By Catherine MacDonald
From the beginning, landscape architect Ron Rule knew the project
in Vancouver’s Southlands neighborhood would be a bit different.
The owner, a businessman in his late 50s, challenged Rule and another
designer to come up with drawings of concepts for an outdoor sculpture
gallery as part of a residential garden with a resort “feel.”
With 25 years of experience in practice concentrating on high-end
gardens in the Vancouver area and in Washington state and a dedication
to garden history, Rule approached the design with a set of ideas
bridging an early-twentieth-century English garden and a tropical
resort.
Looking for an overall hook with which to sell his garden concept,
Rule came upon a photo of Piet Mondrian’s 1914 painting Blue
Facade. It was derived from Mondrian’s sketches of Paris
building facades that included traces of demolished elements. Rule
decided to use a similar composition—an interlocking sequence
of spaces and angles, but composed on the ground plane with lawn
edges, low walls, and arrangements of hedges. This had tremendous
appeal for the client, an art collector. Rule outdid the competing
designer, and the three-acre garden was completed in 2002 after
two years of design and construction.
Early in the process, Rule developed an appreciation for the property.

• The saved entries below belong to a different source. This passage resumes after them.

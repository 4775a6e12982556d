pub mod carbon_herald;
pub mod euobserver;
pub mod euractiv;
pub mod feed_source;
pub mod politico_eu;

pub use feed_source::FeedSource;

use crate::traits::HeadlineSource;

/// All built-in sources in the order their results are merged. Earlier
/// sources win when two of them carry the same article.
pub fn default_sources() -> Vec<Box<dyn HeadlineSource>> {
    vec![
        Box::new(politico_eu::source()),
        Box::new(carbon_herald::source()),
        Box::new(euractiv::source()),
        Box::new(euobserver::source()),
    ]
}
use crate::sources;
use crate::traits::HeadlineSource;
use crate::types::{Headline, HeadlineError, Result, SourceConfig};
use futures::future::join_all;
use std::collections::HashSet;
use tracing::{info, warn};

/// A source that failed during a run, kept so callers can report it.
#[derive(Debug)]
pub struct SourceFailure {
    pub source: String,
    pub error: HeadlineError,
}

#[derive(Debug, Default)]
pub struct AggregateReport {
    pub headlines: Vec<Headline>,
    pub failures: Vec<SourceFailure>,
}

/// Runs every registered source and merges the results.
pub struct HeadlineAggregator {
    sources: Vec<Box<dyn HeadlineSource>>,
    config: SourceConfig,
}

impl HeadlineAggregator {
    pub fn new(config: SourceConfig) -> Self {
        Self {
            sources: Vec::new(),
            config,
        }
    }

    /// Aggregator preloaded with the built-in outlets.
    pub fn with_default_sources(config: SourceConfig) -> Self {
        Self {
            sources: sources::default_sources(),
            config,
        }
    }

    pub fn add_source(&mut self, source: Box<dyn HeadlineSource>) {
        info!("Adding source: {}", source.name());
        self.sources.push(source);
    }

    pub fn source_names(&self) -> Vec<&str> {
        self.sources.iter().map(|s| s.name()).collect()
    }

    pub fn config(&self) -> &SourceConfig {
        &self.config
    }

    /// Collect from each source in turn. A failing source is logged and
    /// skipped; it never stops the others.
    pub async fn collect(&self, limit: usize) -> AggregateReport {
        let mut results = Vec::with_capacity(self.sources.len());
        for source in &self.sources {
            let result = source.collect(limit, &self.config).await;
            results.push((source.name().to_string(), result));
        }
        self.merge(results)
    }

    /// Same as [`collect`](Self::collect) but with all sources in flight at
    /// once. Results are merged in registration order, so the output matches
    /// the sequential run.
    pub async fn collect_concurrent(&self, limit: usize) -> AggregateReport {
        let fetches = self.sources.iter().map(|source| async move {
            let result = source.collect(limit, &self.config).await;
            (source.name().to_string(), result)
        });
        let results = join_all(fetches).await;
        self.merge(results)
    }

    fn merge(&self, results: Vec<(String, Result<Vec<Headline>>)>) -> AggregateReport {
        let mut collected = Vec::new();
        let mut failures = Vec::new();

        for (source, result) in results {
            match result {
                Ok(headlines) => {
                    info!("{}: collected {} headlines", source, headlines.len());
                    collected.extend(headlines);
                }
                Err(error) => {
                    warn!("Failed to collect from {}: {}", source, error);
                    failures.push(SourceFailure { source, error });
                }
            }
        }

        let total = collected.len();
        let headlines = dedup_by_url(collected);

        info!(
            "Collected {} headlines ({} after dedup) from {}/{} sources",
            total,
            headlines.len(),
            self.sources.len() - failures.len(),
            self.sources.len()
        );

        AggregateReport {
            headlines,
            failures,
        }
    }
}

/// Drop headlines with an empty URL or a URL already seen earlier in the
/// sequence. Order is otherwise preserved.
pub fn dedup_by_url(headlines: Vec<Headline>) -> Vec<Headline> {
    let mut seen = HashSet::new();
    headlines
        .into_iter()
        .filter(|h| !h.url.is_empty() && seen.insert(h.url.clone()))
        .collect()
}

/// Drop headlines whose URL is in `known`, e.g. URLs from a previous run's
/// output.
pub fn exclude_urls<S: AsRef<str>>(headlines: Vec<Headline>, known: &[S]) -> Vec<Headline> {
    let known: HashSet<&str> = known.iter().map(|s| s.as_ref()).collect();
    headlines
        .into_iter()
        .filter(|h| !known.contains(h.url.as_str()))
        .collect()
}
use chrono::{DateTime, Utc};
use serde::{Deserialize, Serialize};
use std::time::Duration;

/// A single collected headline, serialized with the field names downstream
/// consumers expect.
#[derive(Debug, Clone, PartialEq, Eq, Serialize, Deserialize)]
pub struct Headline {
    #[serde(rename = "Source")]
    pub source: String,
    #[serde(rename = "Title")]
    pub title: String,
    #[serde(rename = "URL")]
    pub url: String,
    #[serde(rename = "PublishedAt")]
    pub published_at: String,
    #[serde(rename = "Excerpt")]
    pub excerpt: String,
    #[serde(rename = "IsHeadline")]
    pub is_headline: bool,
}

/// Per-run settings shared read-only by every source.
#[derive(Debug, Clone)]
pub struct SourceConfig {
    pub timeout: Duration,
    pub user_agent: String,
}

impl Default for SourceConfig {
    fn default() -> Self {
        Self {
            timeout: Duration::from_secs(20),
            user_agent: format!("carbon-headlines/{}", env!("CARGO_PKG_VERSION")),
        }
    }
}

/// An entry as it comes out of the feed parser, before any source policy.
#[derive(Debug, Clone, Default, PartialEq)]
pub struct FeedEntry {
    pub title: Option<String>,
    pub link: Option<String>,
    pub content: Option<String>,
    pub description: Option<String>,
    pub published: Option<DateTime<Utc>>,
    pub updated: Option<DateTime<Utc>>,
}

#[derive(Debug, thiserror::Error)]
pub enum HeadlineError {
    #[error("HTTP error: {0}")]
    Http(#[from] reqwest::Error),

    #[error("HTTP {status} from {url}")]
    Status { url: String, status: u16 },

    #[error("Feed parse error: {0}")]
    Parse(String),

    #[error("Feed at {url} contained no entries")]
    EmptyFeed { url: String },

    #[error("IO error: {0}")]
    Io(#[from] std::io::Error),

    #[error("Serialization error: {0}")]
    Serialization(#[from] serde_json::Error),
}

pub type Result<T> = std::result::Result<T, HeadlineError>;
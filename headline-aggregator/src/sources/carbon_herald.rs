use crate::sources::FeedSource;

pub const NAME: &str = "Carbon Herald";
pub const FEED_URL: &str = "https://carbonherald.com/feed/";

/// Carbon removal and carbon market trade press; every item is on topic.
pub fn source() -> FeedSource {
    FeedSource::new(NAME, FEED_URL)
}
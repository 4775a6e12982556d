mod common;

use carbon_headlines::logging::PrefixFormat;
use common::LogBuffer;

#[test]
fn test_prefix_format_lines() {
    let buffer = LogBuffer::default();
    let writer = buffer.clone();
    let subscriber = tracing_subscriber::fmt()
        .with_writer(move || writer.clone())
        .with_ansi(false)
        .event_format(PrefixFormat)
        .finish();

    tracing::subscriber::with_default(subscriber, || {
        tracing::info!("Collected {} headlines", 3);
        tracing::warn!("Failed to collect from {}: {}", "Broken", "HTTP 503");
    });

    assert_eq!(
        buffer.contents(),
        "INFO: Collected 3 headlines\nWARN: Failed to collect from Broken: HTTP 503\n"
    );
}
//! Logical (editable) vertex representation

use glam::Vec3;

use crate::attributes::SkinAttributes;

/// A vertex as produced by the packet splitter and consumed by the encoder.
#[derive(Debug, Clone, Copy, Default, PartialEq)]
pub struct Vertex {
    pub position: Vec3,
    pub normal: Vec3,
    pub skin: SkinAttributes,
    /// Index into the packet's index buffer (9 bits on disk).
    pub vertex_index: u16,
}

impl Vertex {
    pub fn new(position: Vec3, normal: Vec3, skin: SkinAttributes) -> Self {
        Self {
            position,
            normal,
            skin,
            vertex_index: 0,
        }
    }

    pub fn with_vertex_index(mut self, vertex_index: u16) -> Self {
        self.vertex_index = vertex_index;
        self
    }
}

/// A batch of vertices skinned together.
pub type Packet = Vec<Vertex>;
//! VU0 skinning matrix management for moby meshes
//!
//! Skinned vertices are transformed on VU0, which only has 64 matrix slots.
//! This crate decides which joint and blended matrices live in which slot for
//! each packet, when joint matrices are copied in, and how that is encoded
//! into the 16-byte vertex records. It can also replay those records to
//! recover the per-vertex skinning attributes.
//!
//! # Modules
//!
//! - [`allocator`] - VU0 slot allocation with generation-based staleness
//! - [`liveness`] - Cross-packet sharing of identical blends
//! - [`schedule`] - Placement of matrix transfers
//! - [`encode`] / [`decode`] - Logical vertices ↔ vertex records
//! - [`record`] - On-disk record layout
//! - [`packing`] - Position and normal quantisation
//! - [`config`] - Per-mesh-class settings

pub mod allocator;
pub mod attributes;
pub mod config;
pub mod decode;
pub mod encode;
pub mod error;
pub mod liveness;
pub mod packing;
pub mod record;
pub mod schedule;
pub mod vertex;

pub use allocator::{BlendAllocation, MatrixAllocation, MatrixSlot, Vu0MatrixAllocator};
pub use attributes::SkinAttributes;
pub use config::SkinningConfig;
pub use decode::{
    BlendCache, decode_packets, prepare_skin_matrices, read_skin_attributes, unpack_vertices,
};
pub use encode::{apply_schedule, encode_packets, pack_vertices};
pub use error::{Result, SkinningError};
pub use liveness::{
    MatrixLivenessInfo, VertexLocation, compute_matrix_liveness,
    max_num_joints_referenced_per_packet,
};
pub use record::{DISCARD_ADDR, MatrixTransfer, PacketRecords, VU0_SLOT_COUNT, VertexRecord};
pub use schedule::{MatrixTransferSchedule, schedule_matrix_transfers};
pub use vertex::{Packet, Vertex};
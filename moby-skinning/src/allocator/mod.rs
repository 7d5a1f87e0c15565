//! VU0 matrix slot allocator
//!
//! VU0 memory has 64 matrix slots addressed in steps of 4. The bottom of the
//! address space holds matrices transferred straight from the scratchpad
//! (one per joint referenced by the packet), the rest holds blended
//! matrices which may stay resident across packets.
//!
//! ```text
//! 0x00 ............ first_blend_store_addr ............ 0xf4
//! |   transferred   |            blended                |
//! ```
//!
//! Slots are never cleared. Each slot carries a generation that is bumped
//! whenever its contents are replaced, and each allocation remembers the
//! generation it was made with, so a stale allocation is simply one whose
//! generation no longer matches its slot.

use hashbrown::HashMap;

use crate::attributes::SkinAttributes;
use crate::error::{Result, SkinningError};
use crate::record::{DISCARD_ADDR, VU0_SLOT_COUNT};
use crate::vertex::Vertex;


/// Caller-side handle to a slot.
#[derive(Debug, Clone, Copy, PartialEq, Eq)]
pub struct MatrixAllocation {
    pub address: u8,
    /// Cleared by [`Vu0MatrixAllocator::get_allocation`].
    pub first_use: bool,
    /// Cleared by [`Vu0MatrixAllocator::get_allocation_pre`].
    pub first_use_pre: bool,
    pub generation: i32,
}

impl Default for MatrixAllocation {
    fn default() -> Self {
        Self {
            address: 0,
            first_use: true,
            first_use_pre: true,
            generation: -1,
        }
    }
}

/// One hardware slot.
#[derive(Debug, Clone, Copy, PartialEq, Eq)]
pub struct MatrixSlot {
    pub generation: i32,
    /// Last packet that needs the contents, -1 if none.
    pub liveness: i32,
    pub current_contents: SkinAttributes,
}

impl Default for MatrixSlot {
    fn default() -> Self {
        Self {
            generation: 0,
            liveness: -1,
            current_contents: SkinAttributes::default(),
        }
    }
}

/// Outcome of [`Vu0MatrixAllocator::allocate_blended`].
#[derive(Debug, Clone, Copy, PartialEq, Eq)]
pub enum BlendAllocation {
    /// The blend is still resident from an earlier allocation.
    Resident,
    /// A slot was claimed at this address.
    Allocated(u8),
    /// Every blend slot is needed by this packet. No allocation exists for
    /// the key afterwards, so each vertex using it blends inline.
    Abandoned,
}

#[inline]
fn slot_index(address: u8) -> usize {
    address as usize / 4
}

/// Allocates VU0 slots for one mesh class. Feed it packets in order.
#[derive(Debug, Clone)]
pub struct Vu0MatrixAllocator {
    allocations: HashMap<SkinAttributes, MatrixAllocation>,
    slots: [MatrixSlot; VU0_SLOT_COUNT],
    next_transfer_store_addr: u8,
    first_blend_store_addr: u8,
    next_blend_store_addr: u8,
    transfer_allocations_this_packet: usize,
    blend_allocations_this_packet: usize,
    strict_blend_allocation: bool,
}

impl Vu0MatrixAllocator {
    /// Reserve `max_joints_per_packet` transferred slots.
    pub fn new(max_joints_per_packet: usize) -> Result<Self> {
        let first_blend_store_addr = max_joints_per_packet.saturating_mul(4);
        if first_blend_store_addr >= DISCARD_ADDR as usize {
            return Err(SkinningError::TooManyJoints {
                max_joints: max_joints_per_packet,
            });
        }
        let first_blend_store_addr = first_blend_store_addr as u8;
        Ok(Self {
            allocations: HashMap::new(),
            slots: [MatrixSlot::default(); VU0_SLOT_COUNT],
            next_transfer_store_addr: 0,
            first_blend_store_addr,
            next_blend_store_addr: first_blend_store_addr,
            transfer_allocations_this_packet: 0,
            blend_allocations_this_packet: 0,
            strict_blend_allocation: false,
        })
    }

    /// Turn abandoned blend allocations into [`SkinningError::BlendSlotsExhausted`].
    pub fn with_strict_blend_allocation(mut self, strict: bool) -> Self {
        self.strict_blend_allocation = strict;
        self
    }

    pub fn first_blend_store_addr(&self) -> u8 {
        self.first_blend_store_addr
    }

    pub fn transfer_allocations_this_packet(&self) -> usize {
        self.transfer_allocations_this_packet
    }

    pub fn blend_allocations_this_packet(&self) -> usize {
        self.blend_allocations_this_packet
    }

    pub fn slot(&self, address: u8) -> &MatrixSlot {
        &self.slots[slot_index(address)]
    }

    /// Start a new packet.
    ///
    /// Transferred matrices are reloaded by every packet so all of them go
    /// stale here. Blended matrices are kept and expire through liveness.
    pub fn new_packet(&mut self) {
        self.next_blend_store_addr = self.first_blend_store_addr;
        self.transfer_allocations_this_packet = 0;
        self.blend_allocations_this_packet = 0;
        let transferred = slot_index(self.first_blend_store_addr);
        for slot in &mut self.slots[..transferred] {
            slot.generation += 1;
        }
    }

    fn is_valid(&self, allocation: &MatrixAllocation) -> bool {
        allocation.generation == self.slots[slot_index(allocation.address)].generation
    }

    /// Claim a transferred slot for `joint`.
    ///
    /// Returns `None` if the joint is already resident this packet.
    pub fn allocate_transferred(&mut self, joint: u8) -> Option<u8> {
        let attribs = SkinAttributes::single(joint as i8);
        let allocation = self.allocations.entry(attribs).or_default();
        if allocation.generation == self.slots[slot_index(allocation.address)].generation {
            return None;
        }

        let address = self.next_transfer_store_addr;
        let slot = &mut self.slots[slot_index(address)];
        slot.generation += 1;
        *allocation = MatrixAllocation {
            address,
            first_use: true,
            first_use_pre: true,
            generation: slot.generation,
        };
        tracing::trace!(joint, address, "alloc transferred matrix");

        self.transfer_allocations_this_packet += 1;
        self.next_transfer_store_addr += 4;
        if self.next_transfer_store_addr >= self.first_blend_store_addr {
            self.next_transfer_store_addr = 0;
        }
        Some(address)
    }

    /// Claim a blend slot for `attribs`, keeping it live until `last_packet`.
    ///
    /// Slots that are no longer live are taken round-robin. If every slot is
    /// live, the one that stays live the longest and is not needed by
    /// `packet_vertices` is evicted.
    pub fn allocate_blended(
        &mut self,
        attribs: SkinAttributes,
        current_packet: i32,
        last_packet: i32,
        packet_vertices: &[Vertex],
    ) -> Result<BlendAllocation> {
        if let Some(allocation) = self.allocations.get(&attribs) {
            if self.is_valid(allocation) {
                return Ok(BlendAllocation::Resident);
            }
        }

        let first_addr = self.next_blend_store_addr;
        while self.slots[slot_index(self.next_blend_store_addr)].liveness >= current_packet {
            self.next_blend_store_addr += 4;
            if self.next_blend_store_addr >= DISCARD_ADDR {
                self.next_blend_store_addr = self.first_blend_store_addr;
            }
            if self.next_blend_store_addr == first_addr {
                match self.eviction_candidate(packet_vertices) {
                    Some(address) => {
                        self.next_blend_store_addr = address;
                        break;
                    }
                    None => return self.abandon(attribs, current_packet),
                }
            }
        }

        let address = self.next_blend_store_addr;
        let slot = &mut self.slots[slot_index(address)];
        slot.generation += 1;
        slot.liveness = last_packet;
        slot.current_contents = attribs;
        self.allocations.insert(
            attribs,
            MatrixAllocation {
                address,
                first_use: true,
                first_use_pre: true,
                generation: slot.generation,
            },
        );
        tracing::trace!(?attribs, address, last_packet, "alloc blended matrix");

        self.blend_allocations_this_packet += 1;
        self.next_blend_store_addr += 4;
        if self.next_blend_store_addr >= DISCARD_ADDR {
            self.next_blend_store_addr = self.first_blend_store_addr;
        }
        Ok(BlendAllocation::Allocated(address))
    }

    /// Blend slot with the highest liveness whose contents this packet
    /// doesn't use.
    fn eviction_candidate(&self, packet_vertices: &[Vertex]) -> Option<u8> {
        let mut best: Option<(u8, i32)> = None;
        for address in (self.first_blend_store_addr..DISCARD_ADDR).step_by(4) {
            let slot = &self.slots[slot_index(address)];
            let used_by_this_packet = packet_vertices
                .iter()
                .any(|vertex| vertex.skin == slot.current_contents);
            let best_liveness = best.map_or(-1, |(_, liveness)| liveness);
            if slot.liveness > best_liveness && !used_by_this_packet {
                best = Some((address, slot.liveness));
            }
        }
        best.map(|(address, _)| address)
    }

    fn abandon(&mut self, attribs: SkinAttributes, current_packet: i32) -> Result<BlendAllocation> {
        self.allocations.remove(&attribs);
        if self.strict_blend_allocation {
            return Err(SkinningError::BlendSlotsExhausted {
                attribs,
                packet: current_packet,
            });
        }
        tracing::warn!(
            ?attribs,
            packet = current_packet,
            "no VU0 slot free for blended matrix, blending inline"
        );
        Ok(BlendAllocation::Abandoned)
    }

    /// Look up the allocation for `attribs`, clearing its `first_use` flag.
    ///
    /// The returned copy still has the flag as it was before the call. A
    /// stale allocation, or a blend whose slot already expired, means the
    /// schedule is broken.
    pub fn get_allocation(
        &mut self,
        attribs: SkinAttributes,
        current_packet: i32,
    ) -> Result<Option<MatrixAllocation>> {
        let Some(allocation) = self.allocations.get_mut(&attribs) else {
            return Ok(None);
        };
        let slot = &self.slots[slot_index(allocation.address)];
        if allocation.generation != slot.generation {
            return Err(SkinningError::StaleAllocation {
                attribs,
                allocation: allocation.generation,
                slot: slot.generation,
            });
        }
        if attribs.count != 1 && slot.liveness < current_packet {
            return Err(SkinningError::BadLiveness {
                current_packet,
                liveness: slot.liveness,
            });
        }
        let copy = *allocation;
        allocation.first_use = false;
        Ok(Some(copy))
    }

    /// Like [`get_allocation`](Self::get_allocation) but only clears
    /// `first_use_pre` and doesn't check validity. The scheduler uses it to
    /// count blends before the encoder consumes `first_use`.
    pub fn get_allocation_pre(&mut self, attribs: SkinAttributes) -> Option<MatrixAllocation> {
        let allocation = self.allocations.get_mut(&attribs)?;
        let copy = *allocation;
        allocation.first_use_pre = false;
        Some(copy)
    }
}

The interior of the late 1970s rancher had been extensively renovated,
but the exterior facades and massing of the house were still well
scaled, so Rule knew the garden wouldn’t have to compete with
a dominating house. The residence has good at-grade connections
and is ideally located on the site, allowing the garden to flow
around the residence and the larger patio areas to be sited on the
south side.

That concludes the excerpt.